Un maigre lot de consolation. Six tirailleurs sénégalais, ivoiriens et burkinabés, exécutés avec des dizaines d’autres sur ordre d’officiers de l’armée française en 1944 à Thiaroye, au Sénégal, ont été reconnus à titre posthume comme « morts pour la France », a annoncé dimanche le secrétaire d’Etat français chargé des anciens combattants et de la mémoire.
Cette mention a été attribuée par décision en date du 18 juin à ces six tirailleurs par l’Office national des combattants et victimes de guerre (ONaCVG). Il s’agit de « quatre tirailleurs du Sénégal, un de Côte d’Ivoire et un de Haute-Volta » (actuel Burkina Faso).
Soldes impayés
« Ce geste s’inscrit dans le cadre des commémorations du 80e anniversaire de la Libération de la France ainsi que dans la perspective du 80e anniversaire des événements de Thiaroye, en cohérence avec la mémoire du président de la République (Emmanuel Macron, NDLR) qui veut que nous regardions notre histoire ‘en face' », a souligné le secrétaire d’Etat.
Le 1er décembre 1944 au matin, au camp militaire de Thiaroye (ville située non loin de la capitale sénégalaise Dakar), des troupes coloniales et des gendarmes français avaient tiré sur ordre d’officiers de l’armée française sur des tirailleurs rapatriés qui réclamaient leur solde rétroactive.
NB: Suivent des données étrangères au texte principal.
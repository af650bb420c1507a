//! Kernel convolution and sharpening.
//!
//! Convolution runs over the three color channels of the raw premultiplied
//! bytes; the alpha byte is copied through untouched for any kernel. Border
//! sampling clamps to the nearest edge pixel — never wraps, never zero-pads.
//!
//! # Kernels
//!
//! - [`Kernel::identity`] - pass-through (center weight 1)
//! - [`Kernel::sharpen`] - edge-enhance `[[0,-1,0],[-1,5,-1],[0,-1,0]]` scaled by strength
//! - [`Kernel::box_blur`] - simple average
//! - [`Kernel::gaussian`] - smooth blur
//!
//! # Example
//!
//! ```rust
//! use imgx_core::RasterImage;
//! use imgx_ops::filter::{convolve, Kernel};
//!
//! let src = RasterImage::filled(8, 8, [40, 40, 40, 255]).unwrap();
//! let out = convolve(&src, &Kernel::sharpen(1.0)).unwrap();
//! assert_eq!(out.width(), 8);
//! ```

use crate::inherit_dpi;
use imgx_core::{Error, RasterImage, Result, CHANNELS, CH_A};
use rayon::prelude::*;
#[allow(unused_imports)]
use tracing::{debug, trace};

/// Square convolution kernel with an odd side length.
///
/// Immutable once built; callers pass it explicitly to [`convolve`]. The
/// only way to obtain one is through constructors that enforce the odd,
/// non-zero side invariant, so a `Kernel` in hand is always valid.
#[derive(Debug, Clone, PartialEq)]
pub struct Kernel {
    /// Row-major weights, `side * side` long
    data: Vec<f32>,
    /// Side length (odd, >= 1)
    side: usize,
}

impl Kernel {
    /// Creates a kernel from row-major weights.
    ///
    /// # Errors
    ///
    /// Returns [`Error::InvalidKernel`] if `side` is even or zero, or the
    /// weight count isn't `side * side`.
    pub fn new(data: Vec<f32>, side: usize) -> Result<Self> {
        if side == 0 || side % 2 == 0 {
            return Err(Error::invalid_kernel(side, "side must be odd and > 0"));
        }
        if data.len() != side * side {
            return Err(Error::invalid_kernel(
                side,
                format!("expected {} weights, got {}", side * side, data.len()),
            ));
        }
        Ok(Self { data, side })
    }

    /// The 3x3 identity kernel: output equals input everywhere.
    pub fn identity() -> Self {
        Self {
            data: vec![0.0, 0.0, 0.0, 0.0, 1.0, 0.0, 0.0, 0.0, 0.0],
            side: 3,
        }
    }

    /// Identity-plus-edge-enhance sharpening kernel scaled by `strength`.
    ///
    /// At strength 1.0 the weights sum to 1 and brightness is preserved;
    /// larger strengths enhance edges more aggressively.
    pub fn sharpen(strength: f32) -> Self {
        Self {
            data: vec![0.0, -1.0, 0.0, -1.0, 5.0, -1.0, 0.0, -1.0, 0.0],
            side: 3,
        }
        .scaled(strength)
    }

    /// Box blur: every weight `1 / (side * side)`. Even sizes are bumped up
    /// to the next odd value.
    pub fn box_blur(size: usize) -> Self {
        let side = if size % 2 == 0 { size + 1 } else { size.max(1) };
        let count = side * side;
        Self {
            data: vec![1.0 / count as f32; count],
            side,
        }
    }

    /// Gaussian blur kernel, normalized so the weights sum to 1.
    ///
    /// Even sizes are bumped up to the next odd value.
    pub fn gaussian(size: usize, sigma: f32) -> Self {
        let side = if size % 2 == 0 { size + 1 } else { size.max(1) };
        let half = (side / 2) as i32;
        let sigma2 = 2.0 * sigma * sigma;

        let mut data = Vec::with_capacity(side * side);
        let mut sum = 0.0f32;
        for y in -half..=half {
            for x in -half..=half {
                let d = (x * x + y * y) as f32;
                let w = (-d / sigma2).exp();
                data.push(w);
                sum += w;
            }
        }
        for w in &mut data {
            *w /= sum;
        }

        Self { data, side }
    }

    /// Returns a copy with every weight multiplied by `strength`.
    #[must_use]
    pub fn scaled(&self, strength: f32) -> Self {
        Self {
            data: self.data.iter().map(|w| w * strength).collect(),
            side: self.side,
        }
    }

    /// Side length (odd, >= 1).
    #[inline]
    pub fn side(&self) -> usize {
        self.side
    }

    /// Half-size used to center the kernel over a pixel.
    #[inline]
    pub fn radius(&self) -> usize {
        self.side / 2
    }

    /// Row-major weights.
    #[inline]
    pub fn weights(&self) -> &[f32] {
        &self.data
    }
}

/// Convolves the color channels with `kernel`.
///
/// For each output pixel and each of B, G, R independently, sums
/// `kernel[ky][kx] * src[clamp(y + ky - half)][clamp(x + kx - half)]` over
/// the kernel extent, clamping coordinates to the image edge. Sums are
/// clamped to [0, 255]; alpha is copied from the source unchanged.
///
/// Output rows are computed in parallel; the fresh destination buffer never
/// aliases the source.
///
/// # Errors
///
/// Returns [`Error::CorruptBuffer`] if the source violates its length
/// invariant. Kernel validity is enforced at [`Kernel`] construction.
pub fn convolve(src: &RasterImage, kernel: &Kernel) -> Result<RasterImage> {
    trace!(
        width = src.width(),
        height = src.height(),
        kernel_side = kernel.side(),
        "convolve"
    );
    src.validate()?;

    let width = src.width() as usize;
    let height = src.height() as usize;
    let side = kernel.side();
    let half = kernel.radius() as isize;
    let weights = kernel.weights();
    let pixels = src.data();

    let mut dst = vec![0u8; pixels.len()];

    dst.par_chunks_mut(width * CHANNELS)
        .enumerate()
        .for_each(|(y, row)| {
            for x in 0..width {
                let mut sums = [0.0f32; 3];

                for ky in 0..side {
                    let sy = (y as isize + ky as isize - half)
                        .clamp(0, height as isize - 1) as usize;
                    for kx in 0..side {
                        let sx = (x as isize + kx as isize - half)
                            .clamp(0, width as isize - 1) as usize;

                        let idx = (sy * width + sx) * CHANNELS;
                        let w = weights[ky * side + kx];
                        sums[0] += pixels[idx] as f32 * w;
                        sums[1] += pixels[idx + 1] as f32 * w;
                        sums[2] += pixels[idx + 2] as f32 * w;
                    }
                }

                let out = (y * width + x) * CHANNELS;
                let out_idx = x * CHANNELS;
                row[out_idx] = sums[0].clamp(0.0, 255.0).round() as u8;
                row[out_idx + 1] = sums[1].clamp(0.0, 255.0).round() as u8;
                row[out_idx + 2] = sums[2].clamp(0.0, 255.0).round() as u8;
                row[out_idx + CH_A] = pixels[out + CH_A];
            }
        });

    let out = RasterImage::from_data(src.width(), src.height(), dst)?;
    Ok(inherit_dpi(out, src))
}

/// Sharpens with the edge-enhance kernel at the given strength.
///
/// Equivalent to `convolve(src, &Kernel::sharpen(strength))`. The pipeline
/// orchestrator skips this stage entirely for strengths <= 0; calling it
/// directly with strength 0 yields an all-zero kernel (black color
/// channels, alpha preserved).
pub fn sharpen(src: &RasterImage, strength: f32) -> Result<RasterImage> {
    debug!(strength, "sharpen");
    convolve(src, &Kernel::sharpen(strength))
}

#[cfg(test)]
mod tests {
    use super::*;
    use approx::assert_relative_eq;

    fn gradient(w: u32, h: u32) -> RasterImage {
        let mut data = Vec::with_capacity((w * h) as usize * CHANNELS);
        for y in 0..h {
            for x in 0..w {
                data.extend_from_slice(&[
                    (x * 29 % 256) as u8,
                    (y * 53 % 256) as u8,
                    ((x ^ y) % 256) as u8,
                    (255 - (x * 7 % 60)) as u8,
                ]);
            }
        }
        RasterImage::from_data(w, h, data).unwrap()
    }

    #[test]
    fn test_kernel_rejects_even_or_zero_side() {
        assert!(matches!(
            Kernel::new(vec![0.0; 4], 2),
            Err(Error::InvalidKernel { .. })
        ));
        assert!(matches!(
            Kernel::new(vec![], 0),
            Err(Error::InvalidKernel { .. })
        ));
    }

    #[test]
    fn test_kernel_rejects_weight_mismatch() {
        assert!(matches!(
            Kernel::new(vec![0.0; 8], 3),
            Err(Error::InvalidKernel { .. })
        ));
    }

    #[test]
    fn test_sharpen_kernel_weights() {
        let k = Kernel::sharpen(2.0);
        assert_eq!(k.side(), 3);
        assert_relative_eq!(k.weights()[4], 10.0);
        assert_relative_eq!(k.weights()[1], -2.0);
        // Base kernel sums to 1, so scaled sum equals the strength
        let sum: f32 = k.weights().iter().sum();
        assert_relative_eq!(sum, 2.0, epsilon = 1e-5);
    }

    #[test]
    fn test_gaussian_normalized() {
        let k = Kernel::gaussian(5, 1.5);
        assert_eq!(k.side(), 5);
        let sum: f32 = k.weights().iter().sum();
        assert_relative_eq!(sum, 1.0, epsilon = 1e-4);
        // Center dominates the corners
        assert!(k.weights()[12] > k.weights()[0]);
    }

    #[test]
    fn test_box_blur_bumps_even_size() {
        let k = Kernel::box_blur(4);
        assert_eq!(k.side(), 5);
    }

    #[test]
    fn test_identity_kernel_is_byte_exact() {
        let src = gradient(9, 7);
        let out = convolve(&src, &Kernel::identity()).unwrap();
        assert_eq!(out.data(), src.data());
    }

    #[test]
    fn test_alpha_passthrough_any_kernel() {
        let src = gradient(8, 8);
        for kernel in [
            Kernel::sharpen(2.5),
            Kernel::gaussian(5, 2.0),
            Kernel::box_blur(3),
            Kernel::new(vec![-3.0; 9], 3).unwrap(),
        ] {
            let out = convolve(&src, &kernel).unwrap();
            for (s, o) in src
                .data()
                .chunks_exact(CHANNELS)
                .zip(out.data().chunks_exact(CHANNELS))
            {
                assert_eq!(s[CH_A], o[CH_A]);
            }
        }
    }

    #[test]
    fn test_sharpen_preserves_constant_regions() {
        // Kernel sums to strength 1.0, so flat areas are unchanged
        let src = RasterImage::filled(6, 6, [80, 120, 160, 255]).unwrap();
        let out = sharpen(&src, 1.0).unwrap();
        assert_eq!(out.data(), src.data());
    }

    #[test]
    fn test_sharpen_boosts_edges() {
        // Vertical edge: dark left half, bright right half
        let mut data = Vec::new();
        for _y in 0..4 {
            for x in 0..4 {
                let v = if x < 2 { 60u8 } else { 180 };
                data.extend_from_slice(&[v, v, v, 255]);
            }
        }
        let src = RasterImage::from_data(4, 4, data).unwrap();
        let out = sharpen(&src, 1.0).unwrap();

        // Bright side of the edge overshoots, dark side undershoots
        assert!(out.pixel(2, 1).unwrap()[0] > 180);
        assert!(out.pixel(1, 1).unwrap()[0] < 60);
    }

    #[test]
    fn test_edge_clamp_replicates_border() {
        // 1x1 image: every kernel tap reads the same pixel
        let src = RasterImage::filled(1, 1, [100, 100, 100, 255]).unwrap();
        let out = convolve(&src, &Kernel::box_blur(5)).unwrap();
        assert_eq!(out.pixel(0, 0), Some([100, 100, 100, 255]));
    }

    #[test]
    fn test_negative_sums_clamp_to_zero() {
        let src = gradient(5, 5);
        let negate = Kernel::new(vec![0.0, 0.0, 0.0, 0.0, -1.0, 0.0, 0.0, 0.0, 0.0], 3).unwrap();
        let out = convolve(&src, &negate).unwrap();
        for px in out.data().chunks_exact(CHANNELS) {
            assert_eq!(px[0], 0);
            assert_eq!(px[1], 0);
            assert_eq!(px[2], 0);
        }
    }
}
Une histoire peu connue car honteuse pour l’armée française.
Selon le bilan établi par les autorités françaises de l’époque, au moins 35 tirailleurs seraient morts, sur le coup ou des suites de leurs blessures. Un chiffre qui reste controversé, les historiens l’estimant plus élevé.
Vivre un traumatisme
Le traumatisme et la mémoire de ce massacre sont encore vivaces au Sénégal et sur le continent africain. Le corps français des « tirailleurs sénégalais » – créé sous le Second Empire (1852-1870) et dissous dans les années 1960 – regroupait des soldats des anciennes colonies françaises d’Afrique, notamment des Sénégalais, des Soudanais (aujourd’hui Maliens), des Voltaïques (aujourd’hui Burkinabés) et des Ivoiriens.
Le terme de « tirailleurs sénégalais » a fini par désigner tous les soldats d’Afrique qui combattirent sous le drapeau français. Ils participèrent aux deux guerres mondiales et aux guerres de décolonisation. Les quelque 1 300 tirailleurs rassemblés au camp de Thiaroye – anciens prisonniers de guerre des Allemands ayant participé aux combats de 1940 – avaient embarqué en France début novembre 1944 pour être renvoyés par bateau à Dakar.
Après leur arrivée au camp, plus de deux semaines plus tard, ils se sont révoltés contre le retard dans le paiement de leurs arriérés de solde, beaucoup refusant de retourner dans leur pays et chez eux sans avoir été payés.